Pass initAudio together with one or more InpaintRegions to regenerate specific time ranges while keeping the rest of the source intact. This mirrors the upstream Python model.generate(inpaint_audio=..., inpaint_mask_start_seconds=..., inpaint_mask_end_seconds=..., duration=...) flow and reuses the SAME encoder. Regions are given over the output timeline in seconds; they may be unordered and overlap (they are sorted and merged automatically).

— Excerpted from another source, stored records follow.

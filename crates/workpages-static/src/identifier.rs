//! Project identifiers and filename-safety validation.

use std::fmt;
use std::str::FromStr;

/// Characters that are not allowed in a filename on at least one target filesystem.
const ILLEGAL_CHARS: &[char] = &['<', '>', ':', '"', '|', '?', '*'];

/// Device names Windows reserves regardless of extension.
const RESERVED_STEMS: &[&str] = &[
    "con", "prn", "aux", "nul", "com1", "com2", "com3", "com4", "com5", "com6", "com7", "com8",
    "com9", "lpt1", "lpt2", "lpt3", "lpt4", "lpt5", "lpt6", "lpt7", "lpt8", "lpt9",
];

/// The projects shipped with the site when no list is configured.
pub const DEFAULT_PROJECTS: &[&str] = &[
    "astonmartin",
    "underarmour",
    "bbcstories",
    "jaguartcs",
    "alainfc",
    "toughmudder",
    "nikewellfest",
    "azimuth",
    "laurynhill",
    "budgetcarrental",
    "myprotein",
    "vivobarefoot",
];

/// Errors from validating a project identifier.
#[derive(Debug, Clone, PartialEq, Eq, thiserror::Error)]
pub enum IdentifierError {
    #[error("identifier is empty")]
    Empty,

    #[error("identifier contains a path separator")]
    PathSeparator,

    #[error("identifier contains '..'")]
    ParentTraversal,

    #[error("identifier contains illegal character {0:?}")]
    IllegalCharacter(char),

    #[error("identifier has leading or trailing whitespace")]
    SurroundingWhitespace,

    #[error("identifier ends with '.'")]
    TrailingDot,

    #[error("identifier {0:?} is a reserved device name")]
    ReservedName(String),
}

/// A short key naming one portfolio project.
///
/// Used verbatim as display text and as the output filename stem, so it is
/// guaranteed to be a single, non-empty path component.
#[derive(Debug, Clone, PartialEq, Eq, Hash, PartialOrd, Ord)]
pub struct ProjectIdentifier(String);

impl ProjectIdentifier {
    /// Validate and wrap an identifier.
    pub fn new(value: impl Into<String>) -> Result<Self, IdentifierError> {
        let value = value.into();
        validate(&value)?;
        Ok(Self(value))
    }

    pub fn as_str(&self) -> &str {
        &self.0
    }

    /// The uppercase form used in the document title.
    pub fn to_uppercase(&self) -> String {
        self.0.to_uppercase()
    }

    /// Key under which two identifiers name the same file on a
    /// case-insensitive filesystem.
    pub fn file_key(&self) -> String {
        self.0.to_lowercase()
    }

    /// Output filename for this project's page.
    pub fn file_name(&self) -> String {
        format!("{}.html", self.0)
    }
}

impl FromStr for ProjectIdentifier {
    type Err = IdentifierError;

    fn from_str(s: &str) -> Result<Self, Self::Err> {
        Self::new(s)
    }
}

impl AsRef<str> for ProjectIdentifier {
    fn as_ref(&self) -> &str {
        &self.0
    }
}

impl fmt::Display for ProjectIdentifier {
    fn fmt(&self, f: &mut fmt::Formatter<'_>) -> fmt::Result {
        f.write_str(&self.0)
    }
}

fn validate(value: &str) -> Result<(), IdentifierError> {
    if value.is_empty() {
        return Err(IdentifierError::Empty);
    }

    if value.contains("..") {
        return Err(IdentifierError::ParentTraversal);
    }

    if value.trim() != value {
        return Err(IdentifierError::SurroundingWhitespace);
    }

    for c in value.chars() {
        if c == '/' || c == '\\' {
            return Err(IdentifierError::PathSeparator);
        }
        if c.is_control() || ILLEGAL_CHARS.contains(&c) {
            return Err(IdentifierError::IllegalCharacter(c));
        }
    }

    // Windows silently strips a trailing dot, so "a." and "a" would collide.
    if value.ends_with('.') {
        return Err(IdentifierError::TrailingDot);
    }

    let stem = value.split('.').next().unwrap_or(value).to_lowercase();
    if RESERVED_STEMS.contains(&stem.as_str()) {
        return Err(IdentifierError::ReservedName(value.to_string()));
    }

    Ok(())
}
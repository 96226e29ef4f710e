//! Design tokens shared by every page through the Tailwind CDN runtime.

use std::collections::BTreeMap;
use std::fs;
use std::io;
use std::path::{Path, PathBuf};

use serde_json::json;

/// File name of the token script, relative to the site root.
pub const TOKENS_SCRIPT: &str = "design_config.js";

/// Color, font and spacing values layered onto Tailwind's default theme.
///
/// Maps are ordered so the rendered script is byte-stable across runs.
#[derive(Debug, Clone, PartialEq, Eq)]
pub struct DesignTokens {
    /// Tailwind dark mode strategy
    pub dark_mode: String,

    /// Color name to CSS color
    pub colors: BTreeMap<String, String>,

    /// Font family name to font stack
    pub font_family: BTreeMap<String, Vec<String>>,

    /// Spacing key to CSS length
    pub spacing: BTreeMap<String, String>,
}

impl Default for DesignTokens {
    fn default() -> Self {
        let colors = [
            ("primary", "#D2F865"),
            ("background-light", "#F5F5F5"),
            ("background-dark", "#000000"),
            ("dark-surface", "#000000"),
        ];

        let fonts = [
            ("display", ["'Anton'", "sans-serif"]),
            ("sans", ["'Inter'", "sans-serif"]),
            ("mono", ["'Space Mono'", "monospace"]),
        ];

        Self {
            dark_mode: "class".to_string(),
            colors: colors
                .into_iter()
                .map(|(k, v)| (k.to_string(), v.to_string()))
                .collect(),
            font_family: fonts
                .into_iter()
                .map(|(k, stack)| (k.to_string(), stack.map(String::from).to_vec()))
                .collect(),
            spacing: BTreeMap::from([("128".to_string(), "32rem".to_string())]),
        }
    }
}

impl DesignTokens {
    /// Render the Tailwind runtime configuration as a script body.
    pub fn to_script(&self) -> String {
        let config = json!({
            "darkMode": self.dark_mode,
            "theme": {
                "extend": {
                    "colors": self.colors,
                    "fontFamily": self.font_family,
                    "spacing": self.spacing,
                }
            }
        });

        let body = serde_json::to_string_pretty(&config)
            .expect("a JSON value with string keys always serializes");

        format!("tailwind.config = {};\n", body)
    }

    /// Write the token script into the site root, replacing any previous copy.
    pub fn write_script(&self, root: &Path) -> io::Result<PathBuf> {
        let path = root.join(TOKENS_SCRIPT);
        fs::write(&path, self.to_script())?;
        tracing::info!("Created {}", path.display());
        Ok(path)
    }
}

#[cfg(test)]
mod tests {
    use super::*;
    use pretty_assertions::assert_eq;
    use tempfile::tempdir;

    #[test]
    fn renders_tailwind_config() {
        let script = DesignTokens::default().to_script();

        let expected = r##"tailwind.config = {
  "darkMode": "class",
  "theme": {
    "extend": {
      "colors": {
        "background-dark": "#000000",
        "background-light": "#F5F5F5",
        "dark-surface": "#000000",
        "primary": "#D2F865"
      },
      "fontFamily": {
        "display": [
          "'Anton'",
          "sans-serif"
        ],
        "mono": [
          "'Space Mono'",
          "monospace"
        ],
        "sans": [
          "'Inter'",
          "sans-serif"
        ]
      },
      "spacing": {
        "128": "32rem"
      }
    }
  }
};
"##;

        assert_eq!(script, expected);
    }

    #[test]
    fn script_body_is_a_json_object() {
        let mut tokens = DesignTokens::default();
        tokens.colors.clear();
        tokens.spacing.clear();

        let script = tokens.to_script();
        let body = script
            .strip_prefix("tailwind.config = ")
            .and_then(|s| s.strip_suffix(";\n"))
            .unwrap();

        let value: serde_json::Value = serde_json::from_str(body).unwrap();
        assert_eq!(value["darkMode"], "class");
        assert_eq!(value["theme"]["extend"]["colors"], json!({}));
        assert_eq!(value["theme"]["extend"]["fontFamily"]["sans"][0], "'Inter'");
    }

    #[test]
    fn script_is_deterministic() {
        let a = DesignTokens::default().to_script();
        let b = DesignTokens::default().to_script();
        assert_eq!(a, b);
    }

    #[test]
    fn overrides_show_up_in_script() {
        let mut tokens = DesignTokens::default();
        tokens
            .colors
            .insert("primary".to_string(), "#FF00FF".to_string());

        let script = tokens.to_script();
        assert!(script.contains(r##""primary": "#FF00FF""##));
        assert!(!script.contains("#D2F865"));
    }

    #[test]
    fn writes_script_to_root() {
        let temp = tempdir().unwrap();

        let path = DesignTokens::default().write_script(temp.path()).unwrap();

        assert_eq!(path, temp.path().join("design_config.js"));
        let content = fs::read_to_string(path).unwrap();
        assert!(content.starts_with("tailwind.config = {"));
    }
}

When inpaintRegions is set, initNoiseLevel is ignored and the full diffusion schedule runs — masked frames are regenerated, unmasked frames are reseeded from the encoded source at every step.
// Regenerate seconds 4–8 of a 30 s source.

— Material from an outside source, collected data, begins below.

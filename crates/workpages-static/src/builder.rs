//! Work page generator.

use std::collections::HashSet;
use std::fs;
use std::io;
use std::path::PathBuf;
use std::time::Instant;

use crate::identifier::{IdentifierError, ProjectIdentifier};
use crate::templates::{site_nav, NavLink, PageContext, TemplateEngine};
use crate::tokens::DesignTokens;

/// Configuration for generating work pages.
#[derive(Debug, Clone)]
pub struct BuildConfig {
    /// Directory the pages are written to; must already exist
    pub output_dir: PathBuf,

    /// Site title
    pub title: String,

    /// Prefix from the output directory back to the site root
    pub root: String,

    /// Logo image path relative to the site root
    pub logo: String,

    /// Embed the token script in every page instead of linking it
    pub inline_tokens: bool,

    /// Design tokens handed to the template
    pub tokens: DesignTokens,
}

impl Default for BuildConfig {
    fn default() -> Self {
        Self {
            output_dir: PathBuf::from("work"),
            title: "Human Creative".to_string(),
            root: "../".to_string(),
            logo: "images/logo.png".to_string(),
            inline_tokens: false,
            tokens: DesignTokens::default(),
        }
    }
}

/// Result of a generate run.
#[derive(Debug)]
pub struct GenerateResult {
    /// Paths written, in input order
    pub written: Vec<PathBuf>,

    /// Total run time in milliseconds
    pub duration_ms: u64,

    /// Output directory
    pub output_dir: PathBuf,
}

impl GenerateResult {
    /// Number of pages written.
    pub fn pages(&self) -> usize {
        self.written.len()
    }
}

/// Errors that can occur while generating pages.
#[derive(Debug, thiserror::Error)]
pub enum GenerateError {
    #[error("Invalid project identifier {identifier:?}: {source}")]
    InvalidIdentifier {
        identifier: String,
        #[source]
        source: IdentifierError,
    },

    #[error("Duplicate project identifier {0:?}")]
    DuplicateIdentifier(String),

    #[error("Failed to render template: {0}")]
    Template(String),

    #[error("Failed to write {path}: {source}")]
    Filesystem {
        path: PathBuf,
        #[source]
        source: io::Error,
    },
}

/// Validate a list of raw identifiers, rejecting unsafe names and duplicates.
///
/// Nothing is written by the generator unless the whole list passes.
pub fn parse_identifiers<S: AsRef<str>>(
    names: &[S],
) -> Result<Vec<ProjectIdentifier>, GenerateError> {
    let mut seen = HashSet::new();
    let mut ids = Vec::with_capacity(names.len());

    for name in names {
        let name = name.as_ref();
        let id = ProjectIdentifier::new(name).map_err(|source| {
            GenerateError::InvalidIdentifier {
                identifier: name.to_string(),
                source,
            }
        })?;

        // Names differing only by case share a file on macOS and Windows.
        if !seen.insert(id.file_key()) {
            return Err(GenerateError::DuplicateIdentifier(name.to_string()));
        }

        ids.push(id);
    }

    Ok(ids)
}

/// Work page generator.
pub struct PageGenerator {
    config: BuildConfig,
    templates: TemplateEngine,
    nav: Vec<NavLink>,
}

impl PageGenerator {
    /// Create a new page generator.
    pub fn new(config: BuildConfig) -> Result<Self, GenerateError> {
        let templates =
            TemplateEngine::new().map_err(|e| GenerateError::Template(e.to_string()))?;

        Ok(Self {
            config,
            templates,
            nav: site_nav(),
        })
    }

    /// Render and write one page per identifier.
    ///
    /// Existing files are overwritten in full; stale pages from earlier runs
    /// are left alone.
    pub fn generate<S: AsRef<str>>(&self, names: &[S]) -> Result<GenerateResult, GenerateError> {
        let start = Instant::now();

        let ids = parse_identifiers(names)?;

        if !self.config.output_dir.is_dir() {
            return Err(GenerateError::Filesystem {
                path: self.config.output_dir.clone(),
                source: io::Error::new(
                    io::ErrorKind::NotFound,
                    "output directory does not exist",
                ),
            });
        }

        let tokens_script = self
            .config
            .inline_tokens
            .then(|| self.config.tokens.to_script());

        let mut written = Vec::with_capacity(ids.len());

        for id in &ids {
            let html = self.render(id, tokens_script.as_deref())?;
            let path = self.config.output_dir.join(id.file_name());

            fs::write(&path, html).map_err(|source| GenerateError::Filesystem {
                path: path.clone(),
                source,
            })?;

            tracing::info!("Created {}", path.display());
            written.push(path);
        }

        let duration = start.elapsed();

        Ok(GenerateResult {
            written,
            duration_ms: duration.as_millis() as u64,
            output_dir: self.config.output_dir.clone(),
        })
    }

    /// Render a single page without touching the filesystem.
    pub fn render(
        &self,
        id: &ProjectIdentifier,
        tokens_script: Option<&str>,
    ) -> Result<String, GenerateError> {
        let context = PageContext {
            title: id.as_str().to_string(),
            site_title: self.config.title.clone(),
            root: self.config.root.clone(),
            logo: self.config.logo.clone(),
            nav: self.nav.clone(),
            tokens_script: tokens_script.map(str::to_string),
        };

        self.templates
            .render_page(&context)
            .map_err(|e: minijinja::Error| GenerateError::Template(e.to_string()))
    }
}
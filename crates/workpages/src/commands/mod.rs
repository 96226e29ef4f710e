pub mod build;
pub mod init;
pub mod tokens;
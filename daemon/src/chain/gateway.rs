use std::time::Duration;

use async_trait::async_trait;
use log::{debug, trace, warn};
use primitive_types::H256;
use serde::Deserialize;
use serde_json::{json, Value};
use tokio::sync::mpsc;

use meridian_common::chain::{
    BlockNumber, ChainCall, ContractAddress, LogRecord, SendConstraints, SignerRole,
    SimulationOutcome, TxHash, TxReceipt,
};

use super::{ChainGateway, GatewayError, JsonRpcClient, LogSubscription, SignerService};

// How long a submitted transaction may wait for its confirmed receipt
const RECEIPT_TIMEOUT_SECS: u64 = 300;
const RECEIPT_POLL_INTERVAL_SECS: u64 = 3;

#[derive(Debug, Deserialize)]
struct ReceiptView {
    block_number: BlockNumber,
    block_hash: H256,
    success: bool,
    gas_used: u64,
}

// Production gateway: JSON-RPC over HTTP for reads, WebSocket for push logs,
// the external key service for writes.
pub struct HttpChainGateway {
    rpc: JsonRpcClient,
    ws_url: String,
    signer: SignerService,
    confirmations: u64,
}

impl HttpChainGateway {
    pub fn new(rpc_url: String, ws_url: String, signer_url: String, confirmations: u64) -> Self {
        Self {
            rpc: JsonRpcClient::new(rpc_url),
            ws_url,
            signer: SignerService::new(signer_url),
            confirmations,
        }
    }

    async fn get_receipt(&self, tx_hash: &TxHash) -> Result<Option<ReceiptView>, GatewayError> {
        self.rpc
            .call("get_transaction_receipt", &json!({ "tx_hash": tx_hash }))
            .await
    }

    // Poll until the receipt is `confirmations` blocks deep. A receipt that
    // was seen and then vanishes means the tx fell out of the canonical chain.
    async fn wait_for_confirmation(&self, tx_hash: TxHash) -> Result<TxReceipt, GatewayError> {
        let deadline = tokio::time::Instant::now() + Duration::from_secs(RECEIPT_TIMEOUT_SECS);
        let mut seen: Option<ReceiptView> = None;

        loop {
            if tokio::time::Instant::now() >= deadline {
                return Err(GatewayError::SendTimeout(tx_hash));
            }

            match self.get_receipt(&tx_hash).await {
                Ok(Some(receipt)) => {
                    let head = self.get_head().await?;
                    if head >= receipt.block_number + self.confirmations {
                        if !receipt.success {
                            return Err(GatewayError::ReceiptFailed(tx_hash));
                        }
                        return Ok(TxReceipt {
                            tx_hash,
                            block_number: receipt.block_number,
                            success: receipt.success,
                            gas_used: receipt.gas_used,
                        });
                    }
                    trace!(
                        "tx {:x} at block {}, waiting for depth {}",
                        tx_hash,
                        receipt.block_number,
                        self.confirmations
                    );
                    seen = Some(receipt);
                }
                Ok(None) => {
                    if seen.is_some() {
                        warn!("tx {:x} disappeared from the canonical chain", tx_hash);
                        return Err(GatewayError::ReorgDropped(tx_hash));
                    }
                }
                Err(e) if e.is_transient() => {
                    debug!("receipt poll for {:x} failed transiently: {}", tx_hash, e);
                }
                Err(e) => return Err(e),
            }

            tokio::time::sleep(Duration::from_secs(RECEIPT_POLL_INTERVAL_SECS)).await;
        }
    }
}

#[async_trait]
impl ChainGateway for HttpChainGateway {
    async fn get_head(&self) -> Result<BlockNumber, GatewayError> {
        self.rpc.call("get_head", &json!({})).await
    }

    async fn get_block_hash(&self, number: BlockNumber) -> Result<Option<H256>, GatewayError> {
        self.rpc
            .call("get_block_hash", &json!({ "block_number": number }))
            .await
    }

    async fn get_logs(
        &self,
        contracts: &[ContractAddress],
        from: BlockNumber,
        to: BlockNumber,
    ) -> Result<Vec<LogRecord>, GatewayError> {
        self.rpc
            .call(
                "get_logs",
                &json!({
                    "contracts": contracts,
                    "from_block": from,
                    "to_block": to,
                }),
            )
            .await
    }

    async fn subscribe_logs(
        &self,
        contracts: &[ContractAddress],
        from: BlockNumber,
    ) -> Result<mpsc::Receiver<LogRecord>, GatewayError> {
        LogSubscription::open(self.ws_url.clone(), contracts.to_vec(), from).await
    }

    async fn call(
        &self,
        call: &ChainCall,
        block: Option<BlockNumber>,
    ) -> Result<Value, GatewayError> {
        self.rpc
            .call(
                "call_contract",
                &json!({
                    "contract": call.contract,
                    "method": call.method,
                    "args": call.args,
                    "block": block,
                }),
            )
            .await
    }

    async fn simulate(&self, call: &ChainCall) -> Result<SimulationOutcome, GatewayError> {
        self.rpc
            .call(
                "simulate_contract",
                &json!({
                    "contract": call.contract,
                    "method": call.method,
                    "args": call.args,
                }),
            )
            .await
    }

    async fn send(
        &self,
        call: &ChainCall,
        signer: SignerRole,
        constraints: &SendConstraints,
    ) -> Result<TxReceipt, GatewayError> {
        self.signer.authorize(signer, call.amount, constraints)?;

        // Per (contract, signer) serialization prevents nonce conflicts
        let lane = self.signer.lane(call.contract, signer);
        let _guard = lane.lock().await;

        let tx_hash = self.signer.submit(call, signer).await?;
        self.wait_for_confirmation(tx_hash).await
    }
}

let request = StableAudioGenerationRequest(
model: .smallMusic,
prompt: "punchy kick drum fill",
seconds: 30,
initAudio: .url(sourceAudioURL),
inpaintRegions: [InpaintRegion(startSeconds: 4, endSeconds: 8)]
)Continuation is just an inpaint region starting at the source's length and ending at the requested duration. Short sources are zero-padded internally to the requested duration before encoding, so the trailing region behaves as pure regeneration conditioned on the leading audio:
// Extend an 8 s source out to 30 s.
let request = StableAudioGenerationRequest(
model: .smallMusic,
prompt: "warm pad continues",
seconds: 30,
initAudio: .url(eightSecondAudioURL),
inpaintRegions: [InpaintRegion(startSeconds: 8, endSeconds: 30)]
)From the CLI, regions are supplied as parallel lists:
# Inpaint a single region.
swift run StableAudioCLI \
--prompt "punchy kick drum fill" \
--init-audio source.wav \
--duration 30 \
--inpaint-mask-start 4 \
--inpaint-mask-end 8 \
-o inpainted.wav
# Continuation: extend an 8 s clip out to 30 s.
swift run StableAudioCLI \
--prompt "warm pad continues" \
--init-audio src.wav \
--duration 30 \
--inpaint-mask-start 8 \
--inpaint-mask-end 30 \
-o continued.wav
# Multiple non-contiguous regions.
swift run StableAudioCLI \
--prompt "punchy kick drum fill" \
--init-audio source.wav \
--duration 30 \
--inpaint-mask-start 4 16 \
--inpaint-mask-end 8 20 \
-o inpainted.wavInpainting requires the same SAME encoder weights as audio-to-audio — prepare them once with python Scripts/prepare_weights.py --download --with-encoder.
The package API intentionally separates model loading, request configuration, sampling, and audio writing. Inference modes currently supported: text-to-audio, audio-to-audio, and inpainting / continuation. All three modes are exposed through both the Swift StableAudioPipeline API and the C ABI declared in Scripts/xcframework-resources/StableAudioKit.h (entry points stable_audio_generate, stable_audio_generate_a2a, stable_audio_generate_inpaint). Both surfaces ship in every slice of the StableAudioKit.xcframework produced by Scripts/build-xcframework.sh (macOS, iOS, iOS-simulator, visionOS, visionOS-simulator).